The Republican/Conservative base returned the shot with a firestorm of pundit disgust. And in turn, Democrats/Liberals agreed with Rosen and clarified her statements with their own opinions about how much easier life is for rich mothers.

My first reaction was on the side of the latter. In my view, there is no way that a woman with those means - nannies, housekeepers, gardeners - can compare her workload to that of the average mother.

About nine years ago, I decided to stay home with my step-daughter. She needed daycare and I was not making enough money to justify high child care expenses. I continued to stay home after my daughter was born as well. I felt very judged by others. People thought I was lazy, had it made and seemed to lose respect for me. It was hurtful. It is not that I was able to stay home because we were rich. Then, and now, we live paycheck to paycheck. I simply had to budget and cut as needed. And yes, like most Americans, we do have debt.

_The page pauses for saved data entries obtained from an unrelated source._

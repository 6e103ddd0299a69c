//! Configuration consumed by the sync engine.
//!
//! Supplied by the surrounding host (CLI, service, UI); the engine only
//! reads it. Secrets are held as [`SecretString`] and never appear in
//! `Debug` output or logs.

use std::path::PathBuf;

use secrecy::{ExposeSecret, SecretString};
use serde::Deserialize;
use sha2::{Digest, Sha256};

use crate::error::{SyncError, SyncResult};

/// Default token authority for SharePoint app-only authentication.
pub const DEFAULT_AUTHORITY: &str = "https://accounts.accesscontrol.windows.net";

fn default_authority() -> String {
    DEFAULT_AUTHORITY.to_string()
}

fn default_page_delay_ms() -> u64 {
    100
}

fn default_connection_timeout() -> u64 {
    30
}

fn default_max_retries() -> u32 {
    3
}

fn default_batch_size() -> usize {
    500
}

fn default_sqlserver_port() -> u16 {
    1433
}

fn default_true() -> bool {
    true
}

/// SharePoint connection and fetch settings.
#[derive(Clone, Deserialize)]
pub struct SharePointSettings {
    /// Azure AD tenant id.
    pub tenant_id: String,
    /// App-only client id.
    pub client_id: String,
    /// App-only client secret.
    pub client_secret: SecretString,
    /// Site URL, e.g. `https://contoso.sharepoint.com/sites/Ops`.
    pub site_url: String,
    /// Title of the list to pull.
    pub list_name: String,
    /// Token authority base URL. Overridable for tests.
    #[serde(default = "default_authority")]
    pub authority: String,
    /// Page-size hint (`$top`) for list item requests.
    #[serde(default)]
    pub page_size: Option<u32>,
    /// Courtesy delay between page requests in milliseconds; 0 disables.
    #[serde(default = "default_page_delay_ms")]
    pub page_delay_ms: u64,
    /// HTTP connection/read timeout in seconds.
    #[serde(default = "default_connection_timeout")]
    pub connection_timeout_secs: u64,
    /// Maximum retry attempts for transient auth/fetch failures.
    #[serde(default = "default_max_retries")]
    pub max_retries: u32,
}

impl SharePointSettings {
    /// Host portion of the site URL, used as the token resource domain.
    pub fn site_domain(&self) -> SyncResult<String> {
        let parsed = url::Url::parse(&self.site_url)
            .map_err(|e| SyncError::config(format!("invalid site_url: {e}")))?;
        parsed
            .host_str()
            .map(str::to_string)
            .ok_or_else(|| SyncError::config("site_url has no host"))
    }

    /// SHA-256 fingerprint of the credential set, used as the token-cache
    /// key so a credential change invalidates cached tokens.
    pub fn fingerprint(&self) -> String {
        let mut hasher = Sha256::new();
        hasher.update(self.authority.as_bytes());
        hasher.update([0]);
        hasher.update(self.tenant_id.as_bytes());
        hasher.update([0]);
        hasher.update(self.client_id.as_bytes());
        hasher.update([0]);
        hasher.update(self.client_secret.expose_secret().as_bytes());
        hasher.update([0]);
        hasher.update(self.site_url.as_bytes());
        hex::encode(hasher.finalize())
    }

    fn validate(&self, errors: &mut Vec<String>) {
        if self.tenant_id.trim().is_empty() {
            errors.push("tenant_id is missing".to_string());
        }
        if self.client_id.trim().is_empty() {
            errors.push("client_id is missing".to_string());
        }
        if self.client_secret.expose_secret().is_empty() {
            errors.push("client_secret is missing".to_string());
        }
        if self.list_name.trim().is_empty() {
            errors.push("list_name is missing".to_string());
        }
        if self.site_url.trim().is_empty() {
            errors.push("site_url is missing".to_string());
        } else if self.site_domain().is_err() {
            errors.push(format!("site_url '{}' is not a valid URL", self.site_url));
        }
    }
}

impl std::fmt::Debug for SharePointSettings {
    fn fmt(&self, f: &mut std::fmt::Formatter<'_>) -> std::fmt::Result {
        f.debug_struct("SharePointSettings")
            .field("tenant_id", &self.tenant_id)
            .field("client_id", &self.client_id)
            .field("client_secret", &"***")
            .field("site_url", &self.site_url)
            .field("list_name", &self.list_name)
            .field("page_size", &self.page_size)
            .finish_non_exhaustive()
    }
}

/// SQL Server connection parameters.
#[derive(Clone, Deserialize)]
pub struct SqlServerSettings {
    /// Server hostname or IP.
    pub server: String,
    /// TCP port.
    #[serde(default = "default_sqlserver_port")]
    pub port: u16,
    /// Database name.
    pub database: String,
    /// SQL login username.
    pub username: String,
    /// SQL login password.
    pub password: SecretString,
    /// Accept the server certificate without validation.
    #[serde(default = "default_true")]
    pub trust_cert: bool,
}

impl std::fmt::Debug for SqlServerSettings {
    fn fmt(&self, f: &mut std::fmt::Formatter<'_>) -> std::fmt::Result {
        f.debug_struct("SqlServerSettings")
            .field("server", &self.server)
            .field("port", &self.port)
            .field("database", &self.database)
            .field("username", &self.username)
            .field("password", &"***")
            .finish_non_exhaustive()
    }
}

/// SQLite connection parameters.
#[derive(Debug, Clone, Deserialize)]
pub struct SqliteSettings {
    /// Path to the database file; created if missing.
    pub file: PathBuf,
}

/// Destination database settings, tagged by driver.
#[derive(Debug, Clone, Deserialize)]
#[serde(tag = "driver", rename_all = "lowercase")]
pub enum DatabaseSettings {
    /// Microsoft SQL Server.
    SqlServer(SqlServerSettings),
    /// Embedded SQLite file.
    Sqlite(SqliteSettings),
}

impl DatabaseSettings {
    /// Driver identifier string.
    pub fn driver(&self) -> &'static str {
        match self {
            DatabaseSettings::SqlServer(_) => "sqlserver",
            DatabaseSettings::Sqlite(_) => "sqlite",
        }
    }

    /// Human-readable target description, safe to log.
    pub fn display_name(&self) -> String {
        match self {
            DatabaseSettings::SqlServer(s) => {
                format!("sqlserver: {}@{}/{}", s.username, s.server, s.database)
            }
            DatabaseSettings::Sqlite(s) => format!("sqlite: {}", s.file.display()),
        }
    }

    /// SHA-256 fingerprint of the connection parameters, used as the
    /// connection-cache key. Secrets participate so a credential change
    /// invalidates cached connectors.
    pub fn fingerprint(&self) -> String {
        let mut hasher = Sha256::new();
        match self {
            DatabaseSettings::SqlServer(s) => {
                hasher.update(b"sqlserver\0");
                hasher.update(s.server.as_bytes());
                hasher.update([0]);
                hasher.update(s.port.to_le_bytes());
                hasher.update(s.database.as_bytes());
                hasher.update([0]);
                hasher.update(s.username.as_bytes());
                hasher.update([0]);
                hasher.update(s.password.expose_secret().as_bytes());
            }
            DatabaseSettings::Sqlite(s) => {
                hasher.update(b"sqlite\0");
                hasher.update(s.file.to_string_lossy().as_bytes());
            }
        }
        hex::encode(hasher.finalize())
    }

    fn validate(&self, errors: &mut Vec<String>) {
        match self {
            DatabaseSettings::SqlServer(s) => {
                if s.server.trim().is_empty() {
                    errors.push("sql server host is missing".to_string());
                }
                if s.database.trim().is_empty() {
                    errors.push("sql database name is missing".to_string());
                }
                if s.username.trim().is_empty() {
                    errors.push("sql username is missing".to_string());
                }
                if s.password.expose_secret().is_empty() {
                    errors.push("sql password is missing".to_string());
                }
            }
            DatabaseSettings::Sqlite(s) => {
                if s.file.as_os_str().is_empty() {
                    errors.push("sqlite file path is missing".to_string());
                }
            }
        }
    }
}

/// Full configuration for one sync target.
#[derive(Debug, Clone, Deserialize)]
pub struct SyncSettings {
    /// SharePoint source settings.
    pub sharepoint: SharePointSettings,
    /// Destination database settings.
    pub database: DatabaseSettings,
    /// Destination table name.
    pub table_name: String,
    /// Create the destination table when absent.
    #[serde(default = "default_true")]
    pub create_table: bool,
    /// Delete all destination rows before inserting (full-refresh mode).
    #[serde(default)]
    pub truncate_before_insert: bool,
    /// Rows per insert batch.
    #[serde(default = "default_batch_size")]
    pub batch_size: usize,
    /// Interval between scheduled syncs, in seconds. `None` means one-shot.
    #[serde(default)]
    pub sync_interval_secs: Option<u64>,
}

impl SyncSettings {
    /// Validate the configuration, collecting every problem into one error.
    pub fn validate(&self) -> SyncResult<()> {
        let mut errors = Vec::new();

        self.sharepoint.validate(&mut errors);
        self.database.validate(&mut errors);

        if self.table_name.trim().is_empty() {
            errors.push("table_name is missing".to_string());
        }
        if self.batch_size == 0 {
            errors.push("batch_size must be at least 1".to_string());
        }

        if errors.is_empty() {
            Ok(())
        } else {
            Err(SyncError::config(errors.join("; ")))
        }
    }
}

#[cfg(test)]
mod tests {
    use super::*;

    fn sharepoint_settings() -> SharePointSettings {
        SharePointSettings {
            tenant_id: "tenant".to_string(),
            client_id: "client".to_string(),
            client_secret: "secret".to_string().into(),
            site_url: "https://contoso.sharepoint.com/sites/Ops".to_string(),
            list_name: "Tasks".to_string(),
            authority: DEFAULT_AUTHORITY.to_string(),
            page_size: None,
            page_delay_ms: 0,
            connection_timeout_secs: 30,
            max_retries: 3,
        }
    }

    fn sqlite_settings() -> DatabaseSettings {
        DatabaseSettings::Sqlite(SqliteSettings {
            file: PathBuf::from("/tmp/mirror.db"),
        })
    }

    fn settings() -> SyncSettings {
        SyncSettings {
            sharepoint: sharepoint_settings(),
            database: sqlite_settings(),
            table_name: "tasks".to_string(),
            create_table: true,
            truncate_before_insert: false,
            batch_size: 500,
            sync_interval_secs: None,
        }
    }

    #[test]
    fn test_valid_settings_pass() {
        settings().validate().unwrap();
    }

    #[test]
    fn test_missing_fields_collected() {
        let mut s = settings();
        s.sharepoint.tenant_id = String::new();
        s.table_name = String::new();

        let err = s.validate().unwrap_err();
        let message = err.to_string();
        assert!(message.contains("tenant_id"));
        assert!(message.contains("table_name"));
    }

    #[test]
    fn test_invalid_site_url_rejected() {
        let mut s = settings();
        s.sharepoint.site_url = "not a url".to_string();
        assert!(s.validate().is_err());
    }

    #[test]
    fn test_site_domain() {
        let sp = sharepoint_settings();
        assert_eq!(sp.site_domain().unwrap(), "contoso.sharepoint.com");
    }

    #[test]
    fn test_debug_redacts_secrets() {
        let mut sp = sharepoint_settings();
        sp.client_secret = "hunter2".to_string().into();
        let printed = format!("{sp:?}");
        assert!(!printed.contains("hunter2"));
        assert!(printed.contains("***"));
    }

    #[test]
    fn test_fingerprint_changes_with_credentials() {
        let a = DatabaseSettings::SqlServer(SqlServerSettings {
            server: "db".to_string(),
            port: 1433,
            database: "mirror".to_string(),
            username: "sa".to_string(),
            password: "one".to_string().into(),
            trust_cert: true,
        });
        let b = DatabaseSettings::SqlServer(SqlServerSettings {
            server: "db".to_string(),
            port: 1433,
            database: "mirror".to_string(),
            username: "sa".to_string(),
            password: "two".to_string().into(),
            trust_cert: true,
        });

        assert_ne!(a.fingerprint(), b.fingerprint());
        assert_eq!(a.fingerprint(), a.fingerprint());
    }

    #[test]
    fn test_database_settings_from_toml() {
        let sqlite: DatabaseSettings = serde_json::from_value(serde_json::json!({
            "driver": "sqlite",
            "file": "/tmp/x.db",
        }))
        .unwrap();
        assert_eq!(sqlite.driver(), "sqlite");

        let mssql: DatabaseSettings = serde_json::from_value(serde_json::json!({
            "driver": "sqlserver",
            "server": "db.example.com",
            "database": "mirror",
            "username": "sa",
            "password": "pw",
        }))
        .unwrap();
        assert_eq!(mssql.driver(), "sqlserver");
        match mssql {
            DatabaseSettings::SqlServer(s) => {
                assert_eq!(s.port, 1433);
                assert!(s.trust_cert);
            }
            DatabaseSettings::Sqlite(_) => panic!("wrong driver"),
        }
    }
}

Because of my experiences, I was offended by Romney’s comparison. But after thinking about it, I realized how we, as women and as mothers, are so quick to judge how others choose to live their lives. And that includes bashing the rich mom with nannies.

Women criticize each other about breastfeeding, working, childbirth choices, baby carriers. Anything involved with raising children – there is a mom out there who will disapprove of your methods. I am clearly not an exception. I have judged and I have been judged.

This war on women is getting out of hand. But how can we expect the men to stop using us as ammunition if we cannot stop shooting at each other?